5. Jak oceniacie w ogóle potencjał zespołu po hucznej wymianie z udziałem Butlera? Pomijając aspekt atmosfery w szatni, która na pewno poprawiła się nie tylko po tym, jak Butler pożegnał się ze składem, ale i Thibodeau, to która rotacja ma więcej talentu? Czy w erze post-butlerowskiej ktoś konkretny wybił się umiejętnościami?

LyraK: Karl-Anthony Towns! Dzieciak wstał z kolan i w mojej ocenie z miejsca przebił swój sufit. Ostatnie 7 spotkań to jest statystyczny kosmos – 28,3 pkt, 17 zb, 4,8 as, 2,8 blk, 1,0 prz, a już wcześniej dawał sygnały lepszej gry. W moim przekonaniu, w całej Butler-dramie został potraktowany co najmniej niesprawiedliwie tak przez kibiców, jak i media i teraz powoli widzimy, na co go stać. O wpływie RoCo na Wolves nie ma chyba co pisać, bo każdy pamięta „miesiąc miodowy” Wolves po odejściu Jimmiego i przyjściu Roberta i Dario.

JamJack: Nie można powiedzieć, że obecna rotacja ma więcej talentu, bo Butler to jednak gracz formatu All-Star, co udowodnił w poprzednim sezonie, prowadząc nas do playoffów. Jednak po wymianie z Philly, można spokojnie zaryzykować stwierdzenie, że obecny skład jest bardziej zbilansowany i dopasowany do siebie. Abstrahując już od charakteru Butlera, RoCo i Saric po prostu lepiej pasują do całej reszty naszej bandy, bo nie potrzebują tyle piłki w rękach żeby być efektywni. Po odejściu Jimmiego, rozkwit KATa i zdarzające się coraz częściej eksplozje Wigginsa, czy Rose’a w ofensywie też raczej nie są przypadkiem.

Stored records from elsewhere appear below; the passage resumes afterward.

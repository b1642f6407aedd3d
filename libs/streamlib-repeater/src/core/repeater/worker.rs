// Copyright (c) 2025 Jonathan Fontanez
// SPDX-License-Identifier: BUSL-1.1

//! Background pull thread.
//!
//! Services one pull request at a time: blocks in the upstream source's
//! `pull_next`, then posts the result into the session state and wakes any
//! reader. Results that arrive after the session ended are dropped.

use std::sync::Arc;
use std::thread::JoinHandle;

use crossbeam_channel::{Receiver, Sender};
use parking_lot::Mutex;

use crate::core::{CancelToken, MediaFrame, PullOptions, RepeaterError, Result, UpstreamSource};

use super::state::{PullRequest, PullState, SessionPhase, Shared};

pub(crate) type SharedSource = Arc<Mutex<Box<dyn UpstreamSource>>>;

pub(crate) struct PullWorker {
    requests: Sender<PullRequest>,
    shutdown: Sender<()>,
    cancel: CancelToken,
    handle: Option<JoinHandle<()>>,
}

impl PullWorker {
    pub fn spawn(
        name: &str,
        thread_name: String,
        source: SharedSource,
        shared: Arc<Shared>,
    ) -> Result<Self> {
        let (requests, request_rx) = crossbeam_channel::unbounded();
        let (shutdown, shutdown_rx) = crossbeam_channel::bounded(1);
        let cancel = CancelToken::new();

        let label = name.to_string();
        let thread_cancel = cancel.clone();
        let handle = std::thread::Builder::new()
            .name(thread_name)
            .spawn(move || {
                run_pull_loop(&label, source, shared, request_rx, shutdown_rx, thread_cancel)
            })
            .map_err(|e| RepeaterError::Runtime(format!("Failed to spawn pull worker: {}", e)))?;

        Ok(Self {
            requests,
            shutdown,
            cancel,
            handle: Some(handle),
        })
    }

    pub fn requests(&self) -> Sender<PullRequest> {
        self.requests.clone()
    }

    /// Cancel any in-flight pull and wait for the thread to exit.
    ///
    /// Returns once the source's `pull_next` has returned; sources that
    /// ignore the cancel token make this wait for the pull to finish.
    pub fn shutdown(mut self) {
        self.cancel.cancel();
        let _ = self.shutdown.try_send(());
        if let Some(handle) = self.handle.take() {
            if handle.join().is_err() {
                tracing::warn!("Pull worker panicked");
            }
        }
    }
}

fn run_pull_loop(
    name: &str,
    source: SharedSource,
    shared: Arc<Shared>,
    request_rx: Receiver<PullRequest>,
    shutdown_rx: Receiver<()>,
    cancel: CancelToken,
) {
    tracing::debug!("[{}] Pull worker started", name);

    loop {
        crossbeam_channel::select! {
            recv(shutdown_rx) -> _ => break,
            recv(request_rx) -> msg => {
                let Ok(request) = msg else { break };

                let options = PullOptions {
                    pull_index: request.pull_index,
                    cancel: cancel.clone(),
                };
                tracing::trace!("[{}] Pulling #{}", name, request.pull_index);
                let result = pull_once(name, &source, &options);

                let mut state = shared.state.lock();
                if state.phase == SessionPhase::Running && matches!(state.pull, PullState::InFlight) {
                    if let Err(e) = &result {
                        tracing::debug!("[{}] Pull #{} failed: {}", name, request.pull_index, e);
                    }
                    state.pull = PullState::Ready(result);
                    shared.wake.notify_all();
                } else {
                    state.stats.pulls_discarded += 1;
                    tracing::trace!(
                        "[{}] Discarding pull #{} result, session no longer running",
                        name,
                        request.pull_index
                    );
                }
            }
        }
    }

    tracing::debug!("[{}] Pull worker stopped", name);
}

/// Run one upstream pull. A panicking source fails the pull instead of
/// taking the worker down with it.
fn pull_once(name: &str, source: &SharedSource, options: &PullOptions) -> Result<MediaFrame> {
    let result = std::panic::catch_unwind(std::panic::AssertUnwindSafe(|| {
        source.lock().pull_next(options)
    }));

    match result {
        Ok(inner_result) => inner_result.map_err(RepeaterError::into_pull_failure),
        Err(panic_info) => {
            let panic_msg = if let Some(s) = panic_info.downcast_ref::<&str>() {
                s.to_string()
            } else if let Some(s) = panic_info.downcast_ref::<String>() {
                s.clone()
            } else {
                "unknown panic".to_string()
            };
            tracing::error!("[{}] Pull #{} PANIC: {}", name, options.pull_index, panic_msg);
            Err(RepeaterError::Source(format!(
                "Upstream pull panicked: {}",
                panic_msg
            )))
        }
    }
}

#[cfg(test)]
mod tests {
    use super::*;
    use crate::core::SourceParams;

    struct PanickingSource;

    impl UpstreamSource for PanickingSource {
        fn start(&mut self, _params: &SourceParams) -> Result<()> {
            Ok(())
        }

        fn stop(&mut self) -> Result<()> {
            Ok(())
        }

        fn pull_next(&mut self, _options: &PullOptions) -> Result<MediaFrame> {
            panic!("decoder state corrupted");
        }
    }

    #[test]
    fn test_panicking_pull_becomes_source_error() {
        let source: SharedSource = Arc::new(Mutex::new(Box::new(PanickingSource)));
        let options = PullOptions {
            pull_index: 3,
            cancel: CancelToken::new(),
        };

        let err = pull_once("test", &source, &options).unwrap_err();
        assert_eq!(
            err,
            RepeaterError::Source("Upstream pull panicked: decoder state corrupted".into())
        );

        // The source lock is released and usable after the panic.
        assert!(source.lock().stop().is_ok());
    }
}
// Copyright (c) 2025 Jonathan Fontanez
// SPDX-License-Identifier: BUSL-1.1

//! Adapts a push-based producer to the pull contract.
//!
//! The producer keeps the [`Sender`] half and pushes frames whenever it has
//! them; the repeater pulls from the receiving half. Dropping every sender
//! ends the stream.

use std::time::Duration;

use crossbeam_channel::{Receiver, RecvTimeoutError, Sender};

use crate::core::{MediaFrame, PullOptions, RepeaterError, Result, SourceParams, UpstreamSource};

/// How often a blocked pull re-checks its cancel token.
const CANCEL_POLL_INTERVAL: Duration = Duration::from_millis(20);

pub struct ChannelSource {
    receiver: Receiver<MediaFrame>,
    format: SourceParams,
}

impl ChannelSource {
    pub fn new(receiver: Receiver<MediaFrame>) -> Self {
        Self {
            receiver,
            format: SourceParams::new(),
        }
    }

    /// A bounded channel and the source reading from it.
    pub fn bounded(capacity: usize) -> (Sender<MediaFrame>, Self) {
        let (tx, rx) = crossbeam_channel::bounded(capacity);
        (tx, Self::new(rx))
    }

    pub fn with_format(mut self, format: SourceParams) -> Self {
        self.format = format;
        self
    }
}

impl UpstreamSource for ChannelSource {
    fn start(&mut self, _params: &SourceParams) -> Result<()> {
        Ok(())
    }

    fn stop(&mut self) -> Result<()> {
        // Frames queued while stopped would be stale on restart.
        let dropped = self.receiver.try_iter().count();
        if dropped > 0 {
            tracing::debug!("Channel source dropped {} queued frames on stop", dropped);
        }
        Ok(())
    }

    fn pull_next(&mut self, options: &PullOptions) -> Result<MediaFrame> {
        loop {
            if options.cancel.is_cancelled() {
                return Err(RepeaterError::Stopped);
            }
            match self.receiver.recv_timeout(CANCEL_POLL_INTERVAL) {
                Ok(frame) => return Ok(frame),
                Err(RecvTimeoutError::Timeout) => continue,
                Err(RecvTimeoutError::Disconnected) => return Err(RepeaterError::EndOfStream),
            }
        }
    }

    fn format(&self) -> SourceParams {
        self.format.clone()
    }
}

#[cfg(test)]
mod tests {
    use super::*;
    use crate::core::CancelToken;

    fn options() -> PullOptions {
        PullOptions {
            pull_index: 0,
            cancel: CancelToken::new(),
        }
    }

    #[test]
    fn test_pulls_pushed_frames_in_order() {
        let (tx, mut source) = ChannelSource::bounded(4);
        tx.send(MediaFrame::new(vec![1u8], 10, 0)).unwrap();
        tx.send(MediaFrame::new(vec![2u8], 20, 1)).unwrap();

        assert_eq!(source.pull_next(&options()).unwrap().timestamp_us, 10);
        assert_eq!(source.pull_next(&options()).unwrap().timestamp_us, 20);
    }

    #[test]
    fn test_disconnect_is_end_of_stream() {
        let (tx, mut source) = ChannelSource::bounded(1);
        drop(tx);
        assert_eq!(
            source.pull_next(&options()).unwrap_err(),
            RepeaterError::EndOfStream
        );
    }

    #[test]
    fn test_cancel_interrupts_blocked_pull() {
        let (_tx, mut source) = ChannelSource::bounded(1);
        let opts = options();
        let cancel = opts.cancel.clone();
        let handle = std::thread::spawn(move || source.pull_next(&opts));

        std::thread::sleep(Duration::from_millis(30));
        cancel.cancel();
        assert_eq!(handle.join().unwrap().unwrap_err(), RepeaterError::Stopped);
    }

    #[test]
    fn test_stop_drains_queue() {
        let (tx, mut source) = ChannelSource::bounded(4);
        tx.send(MediaFrame::new(vec![1u8], 10, 0)).unwrap();
        source.stop().unwrap();
        assert!(tx.is_empty());
    }
}
//! Wire types exchanged with the translation workflow.

use std::collections::BTreeMap;

use argo_types::{EntityUuid, Langcode, RevisionId};
use serde::{Deserialize, Serialize};
use serde_json::Value;

/// Everything exported for one entity.
#[derive(Debug, Clone, Default, PartialEq, Serialize, Deserialize)]
#[serde(rename_all = "camelCase")]
pub struct ExportBundle {
    pub items: Vec<TranslatableProperty>,
    pub references: Vec<ReferenceRecord>,
    pub warnings: Vec<ExportWarning>,
    pub revision_id: Option<RevisionId>,
}

impl ExportBundle {
    /// Export paths in order.
    pub fn paths(&self) -> impl Iterator<Item = &str> {
        self.items.iter().map(|item| item.path.as_str())
    }

    /// The exported item at `path`.
    pub fn item(&self, path: &str) -> Option<&TranslatableProperty> {
        self.items.iter().find(|item| item.path == path)
    }
}

/// One exported leaf value.
#[derive(Debug, Clone, PartialEq, Serialize, Deserialize)]
#[serde(rename_all = "camelCase")]
pub struct TranslatableProperty {
    pub field_label: String,
    pub property_label: String,
    pub property_type: String,
    pub path: String,
    pub value: Value,
}

impl TranslatableProperty {
    /// A payload item carrying `value` for this property.
    pub fn translated(&self, value: impl Into<Value>) -> PayloadItem {
        PayloadItem {
            path: self.path.clone(),
            value: value.into(),
            property_type: self.property_type.clone(),
        }
    }
}

/// A referenced entity the caller may want to export as well.
#[derive(Debug, Clone, PartialEq, Eq, Serialize, Deserialize)]
#[serde(rename_all = "camelCase")]
pub struct ReferenceRecord {
    pub entity_type: String,
    pub uuid: EntityUuid,
    pub revision_id: Option<RevisionId>,
}

/// A property shape the exporter did not fully understand.
#[derive(Debug, Clone, PartialEq, Serialize, Deserialize)]
#[serde(rename_all = "camelCase")]
pub struct ExportWarning {
    pub uuid: EntityUuid,
    pub entity_type: String,
    pub bundle: String,
    pub property_name: String,
    pub property_value: Value,
    #[serde(rename = "type")]
    pub data_type: String,
    pub description: String,
}

/// Translated values for one entity.
#[derive(Debug, Clone, PartialEq, Serialize, Deserialize)]
#[serde(rename_all = "camelCase")]
pub struct TranslationPayload {
    pub target_langcode: Langcode,
    pub entity_id: EntityUuid,
    /// Requested moderation state.
    #[serde(default, skip_serializing_if = "Option::is_none")]
    pub state_id: Option<String>,
    /// Publish the translation.
    #[serde(default)]
    pub publish: bool,
    pub items: Vec<PayloadItem>,
    #[serde(default, skip_serializing_if = "Option::is_none")]
    pub revision_id: Option<RevisionId>,
}

impl TranslationPayload {
    pub fn new(target_langcode: Langcode, entity_id: EntityUuid, items: Vec<PayloadItem>) -> Self {
        Self {
            target_langcode,
            entity_id,
            state_id: None,
            publish: false,
            items,
            revision_id: None,
        }
    }

    #[must_use]
    pub fn with_state(mut self, state_id: &str) -> Self {
        self.state_id = Some(state_id.to_string());
        self
    }

    #[must_use]
    pub fn published(mut self) -> Self {
        self.publish = true;
        self
    }
}

/// One translated value, addressed by its export path.
#[derive(Debug, Clone, PartialEq, Serialize, Deserialize)]
#[serde(rename_all = "camelCase")]
pub struct PayloadItem {
    pub path: String,
    pub value: Value,
    pub property_type: String,
}

impl PayloadItem {
    pub fn new(path: &str, value: impl Into<Value>, property_type: &str) -> Self {
        Self {
            path: path.to_string(),
            value: value.into(),
            property_type: property_type.to_string(),
        }
    }
}

/// Payloads of every entity in one translated reference graph, keyed by
/// entity UUID.
pub type TranslationsById = BTreeMap<EntityUuid, TranslationPayload>;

6. Czy w organizacji z Minnesoty przewidywane są jeszcze jakieś zmiany? Mowi się także, że nieoficjalnie Wilki mają na oku Freda Hoiberga w roli trenera na dluższy okres. Abstrahując od tego, czy młody Saunders się sprawdzi, czy nie, to Hoiberg w ogóle pasuje do Wolves? Czy widzielibyście go w roli szkoleniowca Wilków?

LyraK: Jon Krawczynski, którego od czasu Butler-dramy uważam za najbardziej wiarygodnego insidera Wolves, sugeruje, że Hoibergowi może być bliżej do pozycji GMa. I na tym bym zakończył spekulacje. Saunders dostał kredyt zaufania od Taylora i niech ma teraz trochę czasu, by spokojnie go spłacać.

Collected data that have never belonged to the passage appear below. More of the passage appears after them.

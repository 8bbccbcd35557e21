//! Core type definitions for Argo.
//!
//! This crate defines the small, storage-agnostic types shared by every
//! other Argo crate:
//! - Entity identifiers (stable UUIDs, revision ids) and user ids
//! - Language codes, including the language-neutral sentinels
//! - The `Clock` abstraction used for revision timestamps
//!
//! Content-model types (entities, fields, schemas) live in `argo-model`.

mod clock;
mod ids;
mod langcode;

pub use clock::{Clock, FixedClock, SystemClock, Timestamp};
pub use ids::{ActingUser, EntityUuid, RevisionId, UserId};
pub use langcode::Langcode;

/// Result type alias using the crate's error type.
pub type Result<T> = std::result::Result<T, TypesError>;

/// Errors that can occur when parsing core types.
#[derive(Debug, thiserror::Error)]
pub enum TypesError {
    #[error("serialization error: {0}")]
    Serialization(#[from] serde_json::Error),

    #[error("invalid UUID: {0}")]
    InvalidUuid(#[from] uuid::Error),

    #[error("invalid langcode: {0:?}")]
    InvalidLangcode(String),

    #[error("invalid revision id: {0:?}")]
    InvalidRevisionId(String),
}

JamJack: Ja też byłbym ostrożny ze spekulacjami odnośnie Hoiberga, a jak już, to widziałbym go w roli GMa. Choć też nie wiem po co. Layden do spółki z Taylorem wykonali kawał dobrej roboty przy wymianie z Sixers. Trzymam kciuki za to, żeby Glen już nic więcej nie mieszał i dał młodemu Saundersowi szansę na spokojnie do końca sezonu. Tak, jak już wspomniałem, mam ciche przeczucie, że to się uda.


7. Czy wraz ze zmianą trenera jest szansa przyciągnąć wolnych agentów? Czy Minnesota ma szansę stać się większym rynkiem i ciekawą „destynacją” dla pozostałych zawodników? I ostatnia rzecz: czego Wam i Waszym ulubieńcom życzyć w Nowym Roku?

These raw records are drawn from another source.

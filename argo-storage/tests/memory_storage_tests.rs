use argo_model::{Entity, EntitySchema, FieldDefinition, FieldItem};
use argo_storage::{EntityStorage, MemoryStorage, StorageError, StorageSnapshot};
use argo_types::{Langcode, RevisionId};
use pretty_assertions::assert_eq;

fn article_schema() -> EntitySchema {
    EntitySchema::new("node", "article", vec![FieldDefinition::string("title", "Title")]).revisionable(true)
}

fn tag_schema() -> EntitySchema {
    EntitySchema::new("taxonomy_term", "tags", vec![FieldDefinition::string("name", "Name")])
}

fn make_article(id: u64, title: &str) -> Entity {
    let mut entity = Entity::new("node", "article", id, Langcode::parse("en").unwrap());
    entity.set_field("title", vec![FieldItem::text(title)]);
    entity
}

fn make_store() -> MemoryStorage {
    let mut store = MemoryStorage::new();
    store.register_schema(article_schema());
    store.register_schema(tag_schema());
    store
}

// ── Loading ──────────────────────────────────────────────────────

#[test]
fn insert_assigns_revision_to_revisionable_entities() {
    let mut store = make_store();
    let rev = store.insert(make_article(1, "A")).unwrap();
    assert_eq!(rev, Some(RevisionId::new(1)));

    let mut term = Entity::new("taxonomy_term", "tags", 1, Langcode::parse("en").unwrap());
    term.set_field("name", vec![FieldItem::text("Rust")]);
    assert_eq!(store.insert(term).unwrap(), None);
}

#[test]
fn insert_without_schema_fails() {
    let mut store = MemoryStorage::new();
    let err = store.insert(make_article(1, "A")).unwrap_err();
    assert!(matches!(err, StorageError::SchemaNotFound { .. }));
}

#[test]
fn load_by_id_and_uuid() {
    let mut store = make_store();
    let article = make_article(7, "Seven");
    let uuid = article.uuid;
    store.insert(article).unwrap();

    let by_id = store.load("node", 7).unwrap().unwrap();
    let by_uuid = store.load_by_uuid("node", &uuid).unwrap().unwrap();
    assert_eq!(by_id.uuid, uuid);
    assert_eq!(by_uuid.id, 7);
    assert_eq!(by_uuid.loaded_revision_id, by_uuid.revision_id);
}

#[test]
fn load_missing_returns_none() {
    let store = make_store();
    assert!(store.load("node", 99).unwrap().is_none());
    assert!(store.load_by_uuid("node", &argo_types::EntityUuid::new()).unwrap().is_none());
    assert!(store.load_revision("node", RevisionId::new(99)).unwrap().is_none());
}

#[test]
fn load_revision_checks_entity_type() {
    let mut store = make_store();
    let rev = store.insert(make_article(1, "A")).unwrap().unwrap();
    assert!(store.load_revision("node", rev).unwrap().is_some());
    assert!(store.load_revision("taxonomy_term", rev).unwrap().is_none());
}

// ── Saving ───────────────────────────────────────────────────────

#[test]
fn save_new_revision_keeps_history() {
    let mut store = make_store();
    let first = store.insert(make_article(1, "A")).unwrap().unwrap();

    let mut entity = store.load("node", 1).unwrap().unwrap();
    entity.set_field("title", vec![FieldItem::text("B")]);
    entity.new_revision = true;
    entity.revision_id = Some(store.allocate_revision_id());
    let second = entity.revision_id.unwrap();
    store.save_all(vec![entity]).unwrap();

    assert_eq!(store.revision_count("node", 1), 2);
    let old = store.load_revision("node", first).unwrap().unwrap();
    assert_eq!(old.field("title")[0].get_str("value"), Some("A"));
    let latest = store.load_latest_revision("node", 1).unwrap().unwrap();
    assert_eq!(latest.revision_id, Some(second));
    assert_eq!(latest.field("title")[0].get_str("value"), Some("B"));
}

#[test]
fn save_without_new_revision_overwrites() {
    let mut store = make_store();
    store.insert(make_article(1, "A")).unwrap();
    let mut entity = store.load("node", 1).unwrap().unwrap();
    entity.set_field("title", vec![FieldItem::text("B")]);
    store.save_all(vec![entity]).unwrap();
    assert_eq!(store.revision_count("node", 1), 1);
    assert_eq!(store.load("node", 1).unwrap().unwrap().field("title")[0].get_str("value"), Some("B"));
}

#[test]
fn stale_write_is_rejected_and_nothing_is_written() {
    let mut store = make_store();
    store.insert(make_article(1, "A")).unwrap();
    store.insert(make_article(2, "B")).unwrap();

    let mut stale = store.load("node", 1).unwrap().unwrap();
    let fresh = store.load("node", 2).unwrap().unwrap();

    // Someone else writes a new revision of entity 1 in between.
    let mut other = store.load("node", 1).unwrap().unwrap();
    other.revision_id = None;
    other.set_field("title", vec![FieldItem::text("A2")]);
    store.insert(other).unwrap();
    let concurrent = store.load("node", 1).unwrap().unwrap();
    assert_eq!(concurrent.field("title")[0].get_str("value"), Some("A2"));

    let mut fresh_edit = fresh.clone();
    fresh_edit.set_field("title", vec![FieldItem::text("B-edited")]);
    stale.set_field("title", vec![FieldItem::text("A-edited")]);

    let err = store.save_all(vec![fresh_edit, stale]).unwrap_err();
    assert!(matches!(err, StorageError::StaleRevision { id: 1, .. }));
    assert_eq!(store.load("node", 2).unwrap().unwrap().field("title")[0].get_str("value"), Some("B"));
}

#[test]
fn new_revision_without_id_is_invalid() {
    let mut store = make_store();
    store.insert(make_article(1, "A")).unwrap();
    let mut entity = store.load("node", 1).unwrap().unwrap();
    entity.new_revision = true;
    entity.revision_id = None;
    assert!(matches!(store.save_all(vec![entity]), Err(StorageError::InvalidData(_))));
}

#[test]
fn allocated_revision_ids_are_unique() {
    let mut store = make_store();
    store.insert(make_article(1, "A")).unwrap();
    let a = store.allocate_revision_id();
    let b = store.allocate_revision_id();
    assert_ne!(a, b);
    assert!(a > RevisionId::new(1));
}

// ── Snapshots ────────────────────────────────────────────────────

#[test]
fn snapshot_roundtrip_preserves_revisions() {
    let mut store = make_store();
    store.insert(make_article(1, "A")).unwrap();
    let mut second = store.load("node", 1).unwrap().unwrap();
    second.revision_id = None;
    second.set_field("title", vec![FieldItem::text("A2")]);
    store.insert(second).unwrap();

    let snapshot = store.to_snapshot();
    assert_eq!(snapshot.entities.len(), 2);

    let restored = MemoryStorage::from_snapshot(snapshot).unwrap();
    assert_eq!(restored.revision_count("node", 1), 2);
    assert_eq!(restored.load("node", 1).unwrap().unwrap().field("title")[0].get_str("value"), Some("A2"));
}

#[test]
fn snapshot_file_roundtrip() {
    let dir = tempfile::tempdir().unwrap();
    let path = dir.path().join("store.json");

    let mut store = make_store();
    store.insert(make_article(3, "Three")).unwrap();
    store.write_to(&path).unwrap();

    let reopened = MemoryStorage::open(&path).unwrap();
    assert!(reopened.schema("node", "article").is_some());
    assert_eq!(reopened.load("node", 3).unwrap().unwrap().field("title")[0].get_str("value"), Some("Three"));
}

#[test]
fn empty_snapshot_json_is_accepted() {
    let snapshot: StorageSnapshot = serde_json::from_str("{}").unwrap();
    let store = MemoryStorage::from_snapshot(snapshot).unwrap();
    assert!(store.schema("node", "article").is_none());
}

LyraK: Myslę, że o tym przekonamy się dopiero po zakończeniu sezonu, gdy będzie można powiedzieć, jaki styl preferuje Saunders i czy ma szansę zostać na dłużej. Młody coach może nie do końca jest tym, czego szukają weterani, ale jeżeli jego metody okażą się skuteczne, to kto wie? I właśnie tego chyba bym sobie życzył – by okazał sie skuteczny, by był w stanie przekonać zawodników i zarząd, że warto mu zaufać na dłużej i by wreszcie Wolves zaczęli grać na miarę oczekiwań kibiców.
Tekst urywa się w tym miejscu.